Calbuzz Rescues Inaugural from Crashing Boredom

Wednesday, January 5th, 2011

Calbuzz staff psychiatrist Dr. P.J. Hackenflack greatly enhanced his reputation as the Perle Mesta of California Monday night, as he tossed the toughest-ticket bash of Inaugural Week, featuring fine cuisine and libation, fine fellowship and the brightest stars in the state’s glittering political firmament.

In a political social whirl otherwise dominated by an event where the big payoff was a couple of dogs and a small bag of chips, Calbuzz party organizers agreed with each other that their gathering of First Amendment scumbags and rapacious consultants was by far the best shindig of the week.

Unfortunately for the good Doctor H., he missed his own soiree, after passing out cold beneath a banquet room table from rapidly throwing down 13 or 14  double Jamesons on the rocks several hours before his guests arrived.

Still, the 90 or so revelers who were actually conscious for the big party, held at fabulous Lucca restaurant (plenty of valet parking), did their best to overcome their disappointment at his absence, dining on smoked chicken risotto, chicken saltimbocca, pan roasted salmon and grilled bistro steak, consuming mass quantities of Ray Station Merlot, Kendall Jackson Chardonnay and Camelot Cabernet, and enjoying an evening utterly bereft of the tedious, mind-numbing speechifying that characterizes most such events in Sacramento.

Plus, they got a really cool credential — the type which the skinflint Brown operation provided to no one covering his big day.

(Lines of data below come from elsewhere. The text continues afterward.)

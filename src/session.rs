use log::info;

use crate::{
    client::TwitterClient,
    config::{ApiSettings, Credentials},
    error::AuthError,
    search::Account,
};

/// A client whose credentials the API has accepted.
#[derive(Debug)]
pub struct Session {
    client: TwitterClient,
    account: Account,
}

impl Session {
    pub fn client(&self) -> &TwitterClient {
        &self.client
    }

    pub fn account(&self) -> &Account {
        &self.account
    }
}

/// Builds the client and verifies the credential set with a single request.
pub fn establish(credentials: &Credentials, settings: &ApiSettings) -> Result<Session, AuthError> {
    let client = TwitterClient::new(credentials, settings).map_err(AuthError::from)?;
    let account = client.verify_credentials()?;
    info!("Authentication OK (@{})", account.screen_name);
    Ok(Session { client, account })
}
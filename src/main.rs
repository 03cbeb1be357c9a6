use tweet_harvest::error::AuthError;

fn main() {
    if let Err(err) = tweet_harvest::run() {
        if let Some(auth) = err.downcast_ref::<AuthError>() {
            eprintln!("Error authenticating, check credentials. Exiting program. ({auth})");
            std::process::exit(3);
        }
        eprintln!("error: {err:#}");
        std::process::exit(1);
    }
}
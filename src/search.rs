//! Search query parameters and the v1.1 wire types we decode.

use anyhow::{Result, anyhow};
use chrono::{DateTime, FixedOffset};
use clap::ValueEnum;
use serde::{Deserialize, Deserializer};

pub const DEFAULT_QUERY: &str =
    "cats OR dogs -#caturday filter:media -filter:retweets -filter:replies";
pub const DEFAULT_LANG: &str = "en";
pub const RESULT_CAP: u32 = 100;

/// Twitter's `created_at` layout, e.g. `Wed Oct 10 20:19:24 +0000 2018`.
pub const CREATED_AT_FORMAT: &str = "%a %b %d %H:%M:%S %z %Y";

#[derive(Debug, Clone, Copy, PartialEq, Eq, Default, ValueEnum)]
#[value(rename_all = "kebab-case")]
pub enum ResultType {
    #[default]
    Recent,
    Popular,
    Mixed,
}

impl ResultType {
    pub fn as_str(self) -> &'static str {
        match self {
            ResultType::Recent => "recent",
            ResultType::Popular => "popular",
            ResultType::Mixed => "mixed",
        }
    }
}

/// One bounded search request. `Default` is the query this tool was built for.
#[derive(Debug, Clone, PartialEq, Eq)]
pub struct SearchQuery {
    pub query: String,
    pub lang: String,
    pub result_type: ResultType,
    pub count: u32,
}

impl Default for SearchQuery {
    fn default() -> Self {
        Self {
            query: DEFAULT_QUERY.to_string(),
            lang: DEFAULT_LANG.to_string(),
            result_type: ResultType::Recent,
            count: RESULT_CAP,
        }
    }
}

impl SearchQuery {
    pub fn validate(&self) -> Result<()> {
        if self.query.trim().is_empty() {
            return Err(anyhow!("Search query cannot be empty"));
        }
        if self.count == 0 || self.count > RESULT_CAP {
            return Err(anyhow!(
                "Result count must be between 1 and {RESULT_CAP}, got {}",
                self.count
            ));
        }
        Ok(())
    }

    /// Query parameters in request order. Extended mode is always requested so
    /// statuses carry `full_text` instead of the truncated `text`.
    pub fn to_params(&self) -> Vec<(String, String)> {
        let mut params = vec![("q".to_string(), self.query.clone())];
        if !self.lang.trim().is_empty() {
            params.push(("lang".to_string(), self.lang.trim().to_string()));
        }
        params.push((
            "result_type".to_string(),
            self.result_type.as_str().to_string(),
        ));
        params.push(("tweet_mode".to_string(), "extended".to_string()));
        params.push(("count".to_string(), self.count.to_string()));
        params
    }
}

/// The authenticated account returned by `verify_credentials`.
#[derive(Debug, Clone, Deserialize)]
pub struct Account {
    pub id: u64,
    pub name: String,
    pub screen_name: String,
}

#[derive(Debug, Clone, Deserialize)]
pub struct SearchResponse {
    pub statuses: Vec<Status>,
    #[serde(default)]
    pub search_metadata: Option<SearchMetadata>,
}

#[derive(Debug, Clone, Deserialize)]
pub struct SearchMetadata {
    #[serde(default)]
    pub count: Option<u32>,
    #[serde(default)]
    pub max_id: Option<u64>,
    #[serde(default)]
    pub completed_in: Option<f64>,
}

#[derive(Debug, Clone, Deserialize)]
pub struct Status {
    pub id: u64,
    #[serde(deserialize_with = "deserialize_created_at")]
    pub created_at: DateTime<FixedOffset>,
    pub user: TweetUser,
    #[serde(default)]
    pub full_text: Option<String>,
    #[serde(default)]
    pub text: Option<String>,
    #[serde(default)]
    pub favorite_count: Option<u64>,
    #[serde(default)]
    pub retweet_count: Option<u64>,
}

impl Status {
    /// The untruncated text, falling back to `text` for compatibility-mode payloads.
    pub fn body(&self) -> Option<&str> {
        self.full_text.as_deref().or(self.text.as_deref())
    }
}

#[derive(Debug, Clone, Deserialize)]
pub struct TweetUser {
    pub name: String,
    pub screen_name: String,
}

pub fn parse_created_at(value: &str) -> Result<DateTime<FixedOffset>, chrono::ParseError> {
    DateTime::parse_from_str(value.trim(), CREATED_AT_FORMAT)
}

fn deserialize_created_at<'de, D>(deserializer: D) -> Result<DateTime<FixedOffset>, D::Error>
where
    D: Deserializer<'de>,
{
    let raw = String::deserialize(deserializer)?;
    parse_created_at(&raw)
        .map_err(|e| serde::de::Error::custom(format!("invalid created_at '{raw}': {e}")))
}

Consistent with the post-post-partisan values and ethics of Calbuzz — which hold that folks of differing political persuasions are to view their rivals not as bitter enemies, but as nutty neighbors — Republican operatives like Adam Mendelsohn, Jim Brulte, Kevin Spillane, Marty Wilson, Beth Miller and Julie Soderlund (special kudos to Rob Stutzman and Mitch Zak for being the only ex-members of the GOP’s Legions of eMeg with the stones to show up) mixed and mingled with leading Democratic lights, including Tom Quinn, David Townsend, Joe Trippi, Donna Bojarsky, Jim Moore, Steve Glazer, Jason Kinney, Roger Salazar, Steve Maviglio, Karen Skelton  and Garry South (whose frequent harsh criticisms of Jerry Brown’s campaign for governor make him an intraparty marked man, matched Stutz and Zak’s raw courage in taking his place  at the festivities), while other hacks (widely suspected of  RINO tendencies by some in the Neanderthal Caucus) including Jack Flanigan, Bob Naylor, Donna Lucas and Don Sipple, added to a gemutlicht ambience of general hilarity.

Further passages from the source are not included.